A partir da demanda dos movimentos feministas no campo, em 2003 foi instituído o Programa de Documentação da Trabalhadora Rural, que facilitou a emissão de documentos básicos, como CPF, Carteira de Identidade e Carteira de Trabalho às mulheres rurais de todo o país (Butto, 2011).

Outro documento importante que comprova a profissão de agricultora familiar às mulheres rurais e que influencia no acesso aos direitos previdenciários é o “bloco de notas do produtor”, que consiste em notas fiscais referentes às transações comerciais e de transporte da produção rural, sobre as quais incide a contribuição previdenciária. Tradicionalmente, o documento é emitido em nome do titular da propriedade da terra, geralmente o homem. Por ser um documento de regularização dos Estados da Federação, a inclusão do nome do cônjuge é variável (Siliprandi e Cintrão, 2011).

No estado do Espírito Santo, somente no ano de 2013, por meio do Decreto nº 3353-R que o governo do Estado passou a considerar a inclusão do nome da

mulher no “bloco do produtor rural”. A divulgação do decreto no portal do governo do Estado declarava que o objetivo da iniciativa era “promover a independência, a qualidade de vida e a inclusão social das mulheres do Espírito Santo” e que, com esse decreto, “a mulher produtora/trabalhadora rural que divide o trabalho com o companheiro poderá ter seu nome incluso no bloco de notas”. A divulgação do decreto afirma, então que, a partir de sua publicação, a mulher rural poderá “comercializar, expandir sua produção agrícola, melhorar seus empreendimentos e renda e, ainda, emitir o documento fiscal” (Espírito Santo, 2013). Em outras palavras, o próprio Estado reconhece que, antes, a mulher não podia exercer a liberdade de produzir e de comercializar, ou que, ainda, mesmo que ela trabalhasse e comercializasse, o Estado não a reconhecia como agricultora, de fato.

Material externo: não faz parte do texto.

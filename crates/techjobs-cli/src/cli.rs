//! CLI argument definitions for the job listing query tool.

use std::path::PathBuf;

use clap::{Args, Parser, Subcommand, ValueEnum};
use clap_verbosity_flag::{Verbosity, WarnLevel};
use colorchoice_clap::Color;
use techjobs_cli::output::OutputFormat;

#[derive(Parser)]
#[command(
    name = "techjobs",
    version,
    about = "Query job listings loaded from a CSV file",
    long_about = "Query job listings loaded from a CSV file.\n\n\
                  The file is read once; its first row names the columns.\n\
                  Searches match whole words and ignore case."
)]
pub struct Cli {
    #[command(subcommand)]
    pub command: Command,

    /// Job data CSV (default: $TECHJOBS_DATA_FILE, then resources/job_data.csv).
    #[arg(long = "data", value_name = "PATH", global = true)]
    pub data: Option<PathBuf>,

    /// How to print results.
    #[arg(long = "output", value_enum, default_value = "table", global = true)]
    pub output: OutputFormatArg,

    /// Adjust log verbosity (-v for info, -vv for debug, -q for errors only).
    #[command(flatten)]
    pub verbosity: Verbosity<WarnLevel>,

    /// Control ANSI color output (auto, always, never).
    #[command(flatten)]
    pub color: Color,

    /// Explicit log level (overrides -v/-q flags).
    #[arg(long = "log-level", value_enum, global = true)]
    pub log_level: Option<LogLevelArg>,

    /// Log output format (pretty for human, json for machine parsing).
    #[arg(
        long = "log-format",
        value_enum,
        default_value = "pretty",
        global = true
    )]
    pub log_format: LogFormatArg,

    /// Prefix log lines with timestamps.
    #[arg(long = "log-timestamps", global = true)]
    pub log_timestamps: bool,

    /// Include the emitting module path in log lines.
    #[arg(long = "log-target", global = true)]
    pub log_target: bool,

    /// Write logs to a file instead of stderr.
    #[arg(long = "log-file", value_name = "PATH", global = true)]
    pub log_file: Option<PathBuf>,
}

#[derive(Subcommand)]
pub enum Command {
    /// List the distinct values of a column, sorted ignoring case.
    List(ListArgs),

    /// Print every job listing.
    All,

    /// Find listings containing a word, in one column or in any column.
    Search(SearchArgs),

    /// Print the column names of the job data file.
    Columns,
}

#[derive(Args)]
pub struct ListArgs {
    /// Column to list, exactly as named in the header row.
    #[arg(value_name = "COLUMN")]
    pub column: String,
}

#[derive(Args)]
pub struct SearchArgs {
    /// Word to look for (whole word, case-insensitive).
    #[arg(value_name = "TERM")]
    pub term: String,

    /// Restrict the search to this column.
    #[arg(long = "column", short = 'c', value_name = "COLUMN")]
    pub column: Option<String>,
}

/// CLI result format choices.
#[derive(Clone, Copy, ValueEnum)]
pub enum OutputFormatArg {
    Table,
    Json,
}

impl From<OutputFormatArg> for OutputFormat {
    fn from(arg: OutputFormatArg) -> Self {
        match arg {
            OutputFormatArg::Table => Self::Table,
            OutputFormatArg::Json => Self::Json,
        }
    }
}

/// CLI log level choices.
#[derive(Clone, Copy, ValueEnum)]
pub enum LogLevelArg {
    Error,
    Warn,
    Info,
    Debug,
    Trace,
}

/// CLI log format choices.
#[derive(Clone, Copy, ValueEnum)]
pub enum LogFormatArg {
    Pretty,
    Compact,
    Json,
}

Com relação ao direito à propriedade para os cônjuges, este foi garantido pela Constituição Federal. No entanto, na legislação da Reforma Agrária, até 2003, não havia referência à posse conjunta, ficando a titularidade com o companheiro. Em casos de separação e divórcio, a propriedade ficava sob a responsabilidade do homem. A mulher, muitas vezes, voltava para o acampamento, aguardando uma oportunidade de assentamento. Somente a partir de 2003, a política de reforma agrária inseriu o conteúdo de gênero em seu programa, implementando iniciativas de ampliação dos direitos econômicos e políticos das mulheres rurais (Cintrão e Siliprandi, 2011).

Brumer (2002) afirma que, apesar da participação crescente das mulheres nos movimentos sociais, apesar das conquistas de direitos e da própria percepção desses direitos, as mulheres ainda permanecem acríticas ou inativas quanto à contestação das relações de gênero desiguais presentes no cotidiano das famílias rurais.

Embora as políticas públicas tenham buscado uma releitura da agricultura familiar a partir da incorporação da temática de gênero, de igualdade social, do enfoque de bem-estar e de soberania alimentar (Guelber Sales, 2012), ainda persiste uma invisibilidade sobre as questões das mulheres na agricultura familiar em geral (Guelber Sales et al., 2010). Sua participação não é valorizada e as suas reivindicações específicas acabam ocupando um espaço marginal, ou mesmo não sendo contempladas nas pautas políticas das organizações locais e regionais.